How deep is the damage? As the Christian hymn says, "deep and
wide." One example: a family, whose small boy had been severely
abused. He was so young, and it was so bad, that details only came out in violent outpourings, or in fragments. He's now 13 and has spent years in a treatment center. The parents counted on, and were deeply grateful for, the prayers and loving support of their church. Then, one day, the pastor called to inquire about the boy. "Have the doctors changed his diagnosis?", he asked. "No, why should they?", the mother asked back. "Haven't you read Christianity Today's article on ritual abuse? It's all false memories." Suddenly the parents' world of support and prayers collapsed. They counted on them. They needed them! I don't fault the pastor as much as Christianity Today, who succeeded in painting a broad brush stroke of "false memories" on ritual abuse without the slightest regard to who it would hurt, or the facts. The damage doesn't appear on the editorial page of slick corporate Christian
magazines. It appears through the tears on Bible pages of those who are afraid God has abandoned them, because we did.

That ritual abuse is real, and that MPD is real, is not an issue for me. I don't have the luxury of high-minded "investigative journalists" who can treat survivors with ridicule and contempt without ever getting their hands dirty, or looking at the facts. I survived brutal ritual abuse. I viewed the indescribably horrible murder slides of young 18 year old Carmen Krohn, butchered by a Satanist. I went to the funeral of Shane, 16, and Sally, 15, murdered by a satanic coven. I sat at the trial of the El Paso daycare case and watched as a precious, devastated young boy told graphic details of his abuse. More, I have helped nurture MPD victims and other survivors into God's healing love. I find it ironic, almost criminal that there is no interest on the part of others
journalists in the knowable facts. It's almost as if they're saying, "It's made up. Now go away. Don't confuse us with the facts."
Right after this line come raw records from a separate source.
//! Operator HTTP API.
//!
//! Requires the `http` feature. Uses axum for routing.
//!
//! ## Routes
//!
//! - `GET /health`: `{ "ok": bool, "halted": [...] }`, 503 while any partition is halted.
//! - `GET /partitions`: status of every partition of both consumers.
//! - `POST /partitions/:consumer/:partition/remediate`: body is a `Remediation`,
//!   e.g. `{ "action": "reset_checkpoint", "sequence": 4 }`.
//! - `GET /checkpoints/:consumer`: stored checkpoints of one consumer.
//! - `GET /dead-letters`: every dead letter.
//! - `POST /dead-letters/:consumer/:partition/drain`: remove and return one partition's dead letters.
//!
//! Consumer calls block, so handlers run them on the blocking pool.

use std::sync::Arc;

use axum::extract::{Path, State};
use axum::http::StatusCode;
use axum::response::{IntoResponse, Response};
use axum::routing::{get, post};
use axum::{Json, Router};
use serde_json::json;
use tracing::info;

use crate::config::HttpConfig;
use crate::consumer::{ConsumerError, Remediation};
use crate::error::Error;
use crate::pipeline::PipelineHandle;
use crate::stream::PartitionId;

/// Build an axum `Router` over a running pipeline.
pub fn router(handle: Arc<PipelineHandle>) -> Router {
    Router::new()
        .route("/health", get(health_handler))
        .route("/partitions", get(partitions_handler))
        .route(
            "/partitions/:consumer/:partition/remediate",
            post(remediate_handler),
        )
        .route("/checkpoints/:consumer", get(checkpoints_handler))
        .route("/dead-letters", get(dead_letters_handler))
        .route(
            "/dead-letters/:consumer/:partition/drain",
            post(drain_handler),
        )
        .with_state(handle)
}

/// Serve the operator API on `config.addr`.
pub async fn serve(handle: Arc<PipelineHandle>, config: &HttpConfig) -> Result<(), std::io::Error> {
    let app = router(handle);
    let listener = tokio::net::TcpListener::bind(config.addr.as_str()).await?;
    info!(addr = %config.addr, "operator api listening");
    axum::serve(listener, app).await
}

fn error_response(error: Error) -> Response {
    let status = match &error {
        Error::UnknownConsumer(_) => StatusCode::NOT_FOUND,
        Error::Consumer(ConsumerError::InvalidRemediation(_)) => StatusCode::CONFLICT,
        Error::Consumer(e) if e.is_transient() => StatusCode::SERVICE_UNAVAILABLE,
        Error::Sink(e) if e.is_transient() => StatusCode::SERVICE_UNAVAILABLE,
        _ => StatusCode::INTERNAL_SERVER_ERROR,
    };
    (status, Json(json!({ "error": error.to_string() }))).into_response()
}

async fn blocking<T, F>(handle: Arc<PipelineHandle>, call: F) -> Response
where
    T: serde::Serialize + Send + 'static,
    F: FnOnce(&PipelineHandle) -> Result<T, Error> + Send + 'static,
{
    match tokio::task::spawn_blocking(move || call(&handle)).await {
        Ok(Ok(value)) => (StatusCode::OK, Json(value)).into_response(),
        Ok(Err(e)) => error_response(e),
        Err(e) => (
            StatusCode::INTERNAL_SERVER_ERROR,
            Json(json!({ "error": e.to_string() })),
        )
            .into_response(),
    }
}

async fn health_handler(State(handle): State<Arc<PipelineHandle>>) -> impl IntoResponse {
    let halted: Vec<_> = handle
        .status()
        .into_iter()
        .filter(|s| s.state.is_halted())
        .map(|s| json!({ "consumer": s.consumer, "partition": s.partition, "state": s.state }))
        .collect();
    let status = if halted.is_empty() {
        StatusCode::OK
    } else {
        StatusCode::SERVICE_UNAVAILABLE
    };
    (status, Json(json!({ "ok": halted.is_empty(), "halted": halted })))
}

async fn partitions_handler(State(handle): State<Arc<PipelineHandle>>) -> impl IntoResponse {
    Json(handle.status())
}

async fn remediate_handler(
    State(handle): State<Arc<PipelineHandle>>,
    Path((consumer, partition)): Path<(String, u32)>,
    Json(remediation): Json<Remediation>,
) -> Response {
    blocking(handle, move |handle| {
        let state = handle.remediate(&consumer, PartitionId(partition), remediation)?;
        Ok(json!({ "consumer": consumer, "partition": partition, "state": state }))
    })
    .await
}

async fn checkpoints_handler(
    State(handle): State<Arc<PipelineHandle>>,
    Path(consumer): Path<String>,
) -> Response {
    blocking(handle, move |handle| handle.checkpoints(&consumer)).await
}

async fn dead_letters_handler(State(handle): State<Arc<PipelineHandle>>) -> Response {
    blocking(handle, |handle| handle.dead_letters()).await
}

async fn drain_handler(
    State(handle): State<Arc<PipelineHandle>>,
    Path((consumer, partition)): Path<(String, u32)>,
) -> Response {
    blocking(handle, move |handle| {
        handle.drain_dead_letters(&consumer, PartitionId(partition))
    })
    .await
}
In Acts, the Bereans didn't just accept Paul's words. They were
"fair-minded", and they "searched the scriptures daily to see if it was true." (Acts 17:11) They loved truth. And finding truth means testing all known facts. Issues such as MPD and ritual abuse are so traumatic that they demand a complete hearing in the name of truth and compassion. We have failed to do so.

The issue to these folks is whether ritual abuse is provable, or MPD
real. Well, that's missing the point for Christians. Most ritual abuse
victims won't be able to prove what happened. And there will always be people who claim MPD victims are making it up to get attention. The point is: What does God demand we do? On this, the scriptures couldn't be plainer: "We who are strong ought to bear the infirmities of the weak and not please ourselves."(Romans 15:1) Of all the people I've ever known, ritual abuse victims and MPD strugglers are in more need of healing and hope than almost anyone. Their- our- nightmare is beyond comprehension. Imagine a heart so wounded, a life so tormented, that every relationship is unsafe, every sight, smell and sound can trigger terror and panic, and every moment seems like death. Maybe we won't be able to accept everything victims remember as true, but you know what? We're not required to. We're required to pray for them, love them, accept them and believe God for their healing. You may not be able to believe it all. But you can, at the least, suspend judgment on the awful memories that this child of God is reliving. Can't you? But, you say, what if they're deceived? Where is your faith? Can't you stand by them and help them know the truth of God's word, which is able, in time, to break any possible error? Your place is not to sort out what happened; that is God's, and the person's task. Yours is to pour on the oil and wine of God's unconditional love. You can do that, can't you?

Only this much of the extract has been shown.